Her therapy team’s first priority was to get her used to being in an upright position. After laying for an extended period, the body can experience complication with blood pressure, said Kristy Johnson, a physical therapist who treated Quintana during her stay.

To help her relearn to walk, Quintana’s team made use of the AutoAmbulator, a treadmill-like device that allows patients to get in a standing position in a harness. Robotics assist the patient’s legs, simulating walking. Though she was skeptical of the equipment at first, she admits, soon she realized its purpose.

“I told my PT, ‘This is doing nothing but giving me a wedgie,’” she laughed. “Kristy kept repeating ‘Heal, toe’ to remind me how to move my feet. As time progressed, I noticed I was doing it on my own.”

Occupational therapy to help her regain fine motor skills took many forms, including arts and crafts, which she particularly enjoyed. To prepare her for a potential return to school, the team worked with her on walking with a backpack.

“I definitely came out stronger,” she said.

Why the AutoAmbulator?

Getting Quintana into the AutoAmbulator as quickly as possible was a priority for Johnson, as they wanted her to begin bearing weight on her extremities as soon as possible. The device can also give patients a sense of security.

“Many patients who have had an experience like Steffany can feel very out of control while standing upright,” Johnson said. “The AutoAmbulator lets them feel secure in the harness, and they’re not standing with our help, but with the device.”

The robotic function of the legs is set to a patient’s unique step length. This not only retrains the brain on how to move properly, but also helps prevent any abnormal walking patterns from occurring.

Achieving milestones

Quintana stayed at Encompass Health Cypress for nearly a month, achieving new successes each week.
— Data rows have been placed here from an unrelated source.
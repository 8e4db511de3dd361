//! Form-control association and submission-data derivation.
//!
//! During an HTML-dialect parse the tree builder registers each
//! form-listed control against the innermost open `form` element. The
//! association is kept on the tree as non-owning `NodeId` back-references;
//! the controls themselves stay owned by the tree through the normal
//! parent/child links.
//!
//! [`DomTree::form_data`] is a read-only projection over that association:
//! it derives the key/value list the form would submit, reflecting the
//! attached/selected state at call time. [`DomTree::form_submission`]
//! additionally resolves the action URL and method; the HTTP request
//! itself is out of scope for this engine.

use crate::{DomTree, ElementData, NodeId};

/// One key/value pair of a form submission data set.
#[derive(Debug, Clone, PartialEq, Eq)]
pub struct KeyVal {
    /// The control's `name` attribute.
    pub name: String,
    /// The control's resolved value.
    pub value: String,
}

impl KeyVal {
    /// Create a key/value pair.
    #[must_use]
    pub const fn new(name: String, value: String) -> Self {
        Self { name, value }
    }
}

/// [§ 4.10.18.6 Form submission attributes](https://html.spec.whatwg.org/multipage/form-control-infrastructure.html#attr-fs-method)
///
/// The submission method selected by the form's `method` attribute.
/// Anything other than a case-insensitive `post` selects GET.
#[derive(Debug, Clone, Copy, PartialEq, Eq)]
pub enum SubmitMethod {
    /// HTTP GET (the default).
    Get,
    /// HTTP POST.
    Post,
}

/// A prepared form submission: absolute action URL, method, and data set.
#[derive(Debug, Clone, PartialEq, Eq)]
pub struct FormSubmission {
    /// Absolute action URL the form would submit to.
    pub action: String,
    /// Submission method.
    pub method: SubmitMethod,
    /// Submission data set, in tree order.
    pub data: Vec<KeyVal>,
}

/// Contract violations raised when preparing a form submission.
#[derive(Debug, Clone, PartialEq, Eq, thiserror::Error)]
pub enum SubmitError {
    /// The node passed in is not a `form` element.
    #[error("node is not a form element")]
    NotAForm,
    /// No absolute action URL could be determined. The form had no usable
    /// `action` attribute and the parse was run without a base URI.
    #[error("could not determine the form action URL; set a base URI when parsing")]
    NoActionUrl,
}

impl DomTree {
    /// Register `control` as associated with `form`.
    ///
    /// Called by the tree builder at insertion time; the association is a
    /// non-owning back-reference and insertion order is tree order.
    pub fn associate_form_control(&mut self, form: NodeId, control: NodeId) {
        self.form_controls.entry(form).or_default().push(control);
    }

    /// The controls associated with `form`, in tree order.
    #[must_use]
    pub fn form_controls(&self, form: NodeId) -> &[NodeId] {
        self.form_controls
            .get(&form)
            .map(Vec::as_slice)
            .unwrap_or(&[])
    }

    /// Derive the submission data set for `form`.
    ///
    /// Iterates the associated controls in tree order; skips controls that
    /// are not submittable or have no `name`; a `select` contributes one
    /// pair per currently selected `option` descendant, every other
    /// control contributes its resolved value. The projection never
    /// mutates the tree and reflects the state at call time.
    #[must_use]
    pub fn form_data(&self, form: NodeId) -> Vec<KeyVal> {
        let mut data = Vec::new();
        for &control in self.form_controls(form) {
            let Some(el) = self.as_element(control) else {
                continue;
            };
            if !el.tag.is_form_submittable() {
                continue;
            }
            let Some(name) = el.attr("name").filter(|n| !n.is_empty()) else {
                continue;
            };

            if el.name() == "select" {
                for option in self.selected_options(control) {
                    data.push(KeyVal::new(name.to_string(), self.option_value(option)));
                }
            } else {
                data.push(KeyVal::new(name.to_string(), self.control_value(control)));
            }
        }
        data
    }

    /// Prepare a submission for `form`: absolute action URL, method, and
    /// the derived data set.
    ///
    /// # Errors
    ///
    /// [`SubmitError::NotAForm`] when `form` is not a form element;
    /// [`SubmitError::NoActionUrl`] when no absolute action URL can be
    /// determined (relative or missing `action` with no base URI).
    pub fn form_submission(&self, form: NodeId) -> Result<FormSubmission, SubmitError> {
        let el = self
            .as_element(form)
            .filter(|el| el.name() == "form")
            .ok_or(SubmitError::NotAForm)?;

        let action = if el.attr("action").is_some_and(|a| !a.is_empty()) {
            el.abs_url("action")
        } else {
            el.base_uri.clone()
        };
        let action = action
            .filter(|a| !a.is_empty())
            .ok_or(SubmitError::NoActionUrl)?;

        let method = if el
            .attr("method")
            .is_some_and(|m| m.eq_ignore_ascii_case("post"))
        {
            SubmitMethod::Post
        } else {
            SubmitMethod::Get
        };

        Ok(FormSubmission {
            action,
            method,
            data: self.form_data(form),
        })
    }

    /// The currently selected `option` descendants of a `select`, in tree
    /// order. Selectedness is the presence of the `selected` attribute.
    fn selected_options(&self, select: NodeId) -> Vec<NodeId> {
        self.descendants(select)
            .filter(|&id| {
                self.as_element(id)
                    .is_some_and(|el| el.name() == "option" && el.attrs.contains("selected"))
            })
            .collect()
    }

    /// An option's submission value: its `value` attribute, falling back
    /// to its text content.
    fn option_value(&self, option: NodeId) -> String {
        match self.as_element(option).and_then(|el| el.attr("value")) {
            Some(value) => value.to_string(),
            None => self.text(option),
        }
    }

    /// A non-select control's resolved value: descendant text for
    /// `textarea`, otherwise the `value` attribute (empty when absent).
    fn control_value(&self, control: NodeId) -> String {
        let value_attr = |el: &ElementData| el.attr("value").unwrap_or("").to_string();
        match self.as_element(control) {
            Some(el) if el.name() == "textarea" => self.text(control),
            Some(el) => value_attr(el),
            None => String::new(),
        }
    }
}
One of her biggest goals, Quintana said, was to be able to eat whatever she wanted. She knew walking would come in time, but swallowing solid food was her top priority. She arrived at Encompass Health Cypress only able to eat thick liquids—which meant even Coke, her favorite, had to be thickened for her to consume. Speech language pathologists worked with Quintana to regain the ability to swallow, and to drink her first Coke since her stroke.

“Even if I had to learn to talk later, I wanted to eat whatever I wanted. All I wanted was a Coke—I cried over it,” she said. “I kept progressing until my swallowing was back to normal. Once I finally passed the swallow test, Sheila, the hospital CEO, brought me a Coke to celebrate.”

It’s mastering those day-to-day activities on your own that make a big difference in your confidence post stroke, Quintana said, from showering alone to regaining bowel and bladder control and no longer relying on diapers.  She was eager to do her own makeup again; it is a skill that she has almost mastered and continues to improve on every day.

“My sister was there with me the whole time,” Quintana said. “My occupational therapist was very adamant that my sister didn’t help me with things I was able to do on my own. It’s human nature to want to help, but I had to retrain my brain.”

Kristy Johnson, PT, Steffany Quintana and Elena Pugh, DTO

Over the course of her time at Encompass Health, her team knew when to push her and when to comfort her, and taught her that she was capable of doing more than she thought.

 “In the beginning, when we challenged her, she would break down when she wasn’t successful,” Johnson said. “That is commonly part of the grieving process after a stroke. Once she worked through that, she was coming to the gym asking, ‘Alright Kristy, what are you challenging me with today?’”

Her stay at Encompass Health Cypress taught her many things, she said, but most importantly, it taught her to be patient with herself and trust the plan put in place for her.

“When I was in the ICU, I was really scared for what rehabilitation was going to be,” Quintana said. “In the first two or three days, I was thinking, ‘Why am I here, this isn’t going to work.’ It did. Patience is everything.”